WORK REQUIRED: Answer with a number only: how many lines of the entries below contain the word "BlobMetadata"?

DATA FOR PROCESSING:
#####

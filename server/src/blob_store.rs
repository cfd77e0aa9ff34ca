use std::{collections::HashMap, sync::Arc};

use anyhow::{Context, Result, anyhow};
use async_trait::async_trait;
use chrono::{DateTime, Utc};
use reqwest::Client;
use serde::Deserialize;
use serde_json::json;
use tokio::sync::RwLock;
use tracing::debug;
use url::Url;

use agrocoop_core::{
    blob::{BlobDescriptor, BlobLocation, BlobMetadata, BlobStorage, ListedBlobRecord},
    config::{AppConfig, BlobStoreBackend},
};

const LIST_PAGE_LIMIT: usize = 1000;

/// Builds the configured object store.
pub fn build_blob_storage(config: &AppConfig) -> Result<Arc<dyn BlobStorage>> {
    match config.blob_store_backend {
        BlobStoreBackend::Memory => Ok(Arc::new(InMemoryBlobStorage::default())),
        BlobStoreBackend::Supabase => {
            let base_url = config
                .storage_url
                .as_deref()
                .context("AGROCOOP_STORAGE_URL is required for the supabase blob store")?;
            let service_key = config
                .storage_key
                .as_deref()
                .context("AGROCOOP_STORAGE_KEY is required for the supabase blob store")?;
            let storage = SupabaseBlobStorage::new(Client::new(), base_url, service_key)?;
            Ok(Arc::new(storage))
        }
    }
}

/// Naive in-memory blob storage used for local development and tests.
#[derive(Default)]
pub struct InMemoryBlobStorage {
    entries: RwLock<HashMap<String, (BlobMetadata, Vec<u8>)>>,
}

impl InMemoryBlobStorage {
    fn key(descriptor: &BlobDescriptor) -> String {
        format!("{}/{}", descriptor.bucket, descriptor.key)
    }

    pub async fn contains(&self, descriptor: &BlobDescriptor) -> bool {
        self.entries.read().await.contains_key(&Self::key(descriptor))
    }
}

#[async_trait]
impl BlobStorage for InMemoryBlobStorage {
    async fn put(
        &self,
        descriptor: &BlobDescriptor,
        content: &[u8],
        mut metadata: BlobMetadata,
    ) -> Result<BlobLocation> {
        if metadata.content_length.is_none() {
            metadata.content_length = Some(content.len() as u64);
        }
        if metadata.last_modified.is_none() {
            metadata.last_modified = Some(Utc::now());
        }

        let key = Self::key(descriptor);
        self.entries
            .write()
            .await
            .insert(key.clone(), (metadata, content.to_vec()));

        Ok(BlobLocation::new(format!("memory://{key}")))
    }

    async fn delete(&self, descriptor: &BlobDescriptor) -> Result<()> {
        self.entries.write().await.remove(&Self::key(descriptor));
        Ok(())
    }

    async fn list(&self, bucket: &str, prefix: &str) -> Result<Vec<ListedBlobRecord>> {
        let entries = self.entries.read().await;
        let full_prefix = format!("{bucket}/{prefix}/");
        let mut blobs: Vec<ListedBlobRecord> = entries
            .iter()
            .filter_map(|(key, (metadata, bytes))| {
                let name = key.strip_prefix(&full_prefix)?;
                let size = metadata
                    .content_length
                    .unwrap_or(bytes.len() as u64)
                    .min(i64::MAX as u64) as i64;
                Some(ListedBlobRecord {
                    name: name.to_owned(),
                    mime: metadata.content_type.clone(),
                    size,
                    created_at: metadata.last_modified.map(|dt| dt.timestamp()),
                })
            })
            .collect();

        blobs.sort_by(|a, b| a.name.cmp(&b.name));
        Ok(blobs)
    }
}

/// Object storage speaking the Supabase Storage REST API.
pub struct SupabaseBlobStorage {
    client: Client,
    base_url: Url,
    service_key: String,
}

impl SupabaseBlobStorage {
    pub fn new(client: Client, base_url: &str, service_key: &str) -> Result<Self> {
        let base_url =
            Url::parse(base_url).with_context(|| format!("invalid storage url: {base_url}"))?;
        if base_url.cannot_be_a_base() {
            return Err(anyhow!("storage url cannot be used as a base: {base_url}"));
        }
        Ok(Self {
            client,
            base_url,
            service_key: service_key.to_owned(),
        })
    }

    /// `<base>/storage/v1/object/<segments...>/<bucket>/<key segments...>`
    fn object_url(&self, segments: &[&str], bucket: &str, key: Option<&str>) -> Result<Url> {
        let mut url = self.base_url.clone();
        {
            let mut path = url
                .path_segments_mut()
                .map_err(|_| anyhow!("storage url cannot be used as a base"))?;
            path.pop_if_empty();
            path.extend(["storage", "v1", "object"]);
            path.extend(segments.iter().copied());
            path.push(bucket);
            if let Some(key) = key {
                path.extend(key.split('/'));
            }
        }
        Ok(url)
    }

    pub fn public_url(&self, descriptor: &BlobDescriptor) -> Result<Url> {
        self.object_url(&["public"], &descriptor.bucket, Some(&descriptor.key))
    }

    async fn error_for(response: reqwest::Response, action: &str) -> anyhow::Error {
        let status = response.status();
        let body = response
            .text()
            .await
            .unwrap_or_else(|_| "<unavailable>".to_string());
        anyhow!("storage {action} failed with {status}: {body}")
    }
}

#[derive(Debug, Deserialize)]
struct StorageObject {
    name: String,
    #[serde(default)]
    created_at: Option<DateTime<Utc>>,
    #[serde(default)]
    metadata: Option<StorageObjectMetadata>,
}

#[derive(Debug, Default, Deserialize)]
struct StorageObjectMetadata {
    #[serde(default)]
    size: Option<i64>,
    #[serde(default)]
    mimetype: Option<String>,
}

#[async_trait]
impl BlobStorage for SupabaseBlobStorage {
    async fn put(
        &self,
        descriptor: &BlobDescriptor,
        content: &[u8],
        metadata: BlobMetadata,
    ) -> Result<BlobLocation> {
        let url = self.object_url(&[], &descriptor.bucket, Some(&descriptor.key))?;
        let content_type = metadata
            .content_type
            .unwrap_or_else(|| "application/octet-stream".to_owned());

        let response = self
            .client
            .post(url)
            .bearer_auth(&self.service_key)
            .header("apikey", &self.service_key)
            .header("content-type", content_type)
            .header("x-upsert", "false")
            .body(content.to_vec())
            .send()
            .await
            .context("request storage upload")?;
        if !response.status().is_success() {
            return Err(Self::error_for(response, "upload").await);
        }

        debug!(bucket = %descriptor.bucket, key = %descriptor.key, "stored object");
        Ok(BlobLocation::new(self.public_url(descriptor)?.to_string()))
    }

    async fn delete(&self, descriptor: &BlobDescriptor) -> Result<()> {
        let url = self.object_url(&[], &descriptor.bucket, None)?;
        let response = self
            .client
            .delete(url)
            .bearer_auth(&self.service_key)
            .header("apikey", &self.service_key)
            .json(&json!({ "prefixes": [descriptor.key] }))
            .send()
            .await
            .context("request storage delete")?;
        if !response.status().is_success() {
            return Err(Self::error_for(response, "delete").await);
        }
        Ok(())
    }

    async fn list(&self, bucket: &str, prefix: &str) -> Result<Vec<ListedBlobRecord>> {
        let url = self.object_url(&["list"], bucket, None)?;
        let response = self
            .client
            .post(url)
            .bearer_auth(&self.service_key)
            .header("apikey", &self.service_key)
            .json(&json!({
                "prefix": prefix,
                "limit": LIST_PAGE_LIMIT,
                "offset": 0,
                "sortBy": { "column": "name", "order": "asc" },
            }))
            .send()
            .await
            .context("request storage listing")?;
        if !response.status().is_success() {
            return Err(Self::error_for(response, "list").await);
        }

        let objects = response
            .json::<Vec<StorageObject>>()
            .await
            .context("decode storage listing")?;

        Ok(objects
            .into_iter()
            .map(|object| {
                let metadata = object.metadata.unwrap_or_default();
                ListedBlobRecord {
                    name: object.name,
                    mime: metadata.mimetype,
                    size: metadata.size.unwrap_or(0),
                    created_at: object.created_at.map(|dt| dt.timestamp()),
                }
            })
            .collect())
    }
}

#[cfg(test)]
mod tests {
    use super::*;

    #[tokio::test]
    async fn in_memory_storage_lists_by_workspace_prefix() {
        let storage = InMemoryBlobStorage::default();
        let deed = BlobDescriptor::new("cooperative", "ws-1/a-deed.pdf");
        let other = BlobDescriptor::new("cooperative", "ws-2/b-deed.pdf");

        storage
            .put(&deed, b"deed", BlobMetadata::default())
            .await
            .expect("put deed");
        storage
            .put(&other, b"other", BlobMetadata::default())
            .await
            .expect("put other");

        let listed = storage.list("cooperative", "ws-1").await.expect("list");
        assert_eq!(listed.len(), 1);
        assert_eq!(listed[0].name, "a-deed.pdf");
        assert_eq!(listed[0].size, 4);

        storage.delete(&deed).await.expect("delete");
        assert!(!storage.contains(&deed).await);
        assert!(storage.contains(&other).await);
    }

    #[test]
    fn public_url_escapes_key_segments() {
        let storage =
            SupabaseBlobStorage::new(Client::new(), "https://project.supabase.co/", "key")
                .expect("storage");
        let url = storage
            .public_url(&BlobDescriptor::new("cooperative", "ws-1/id-land deed.pdf"))
            .expect("url");
        assert_eq!(
            url.as_str(),
            "https://project.supabase.co/storage/v1/object/public/cooperative/ws-1/id-land%20deed.pdf"
        );
    }

    #[test]
    fn supabase_backend_requires_credentials() {
        let config = AppConfig {
            blob_store_backend: BlobStoreBackend::Supabase,
            ..AppConfig::default()
        };
        assert!(build_blob_storage(&config).is_err());
    }
}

#####

SOLUTION FOR THIS EXERCISE: 6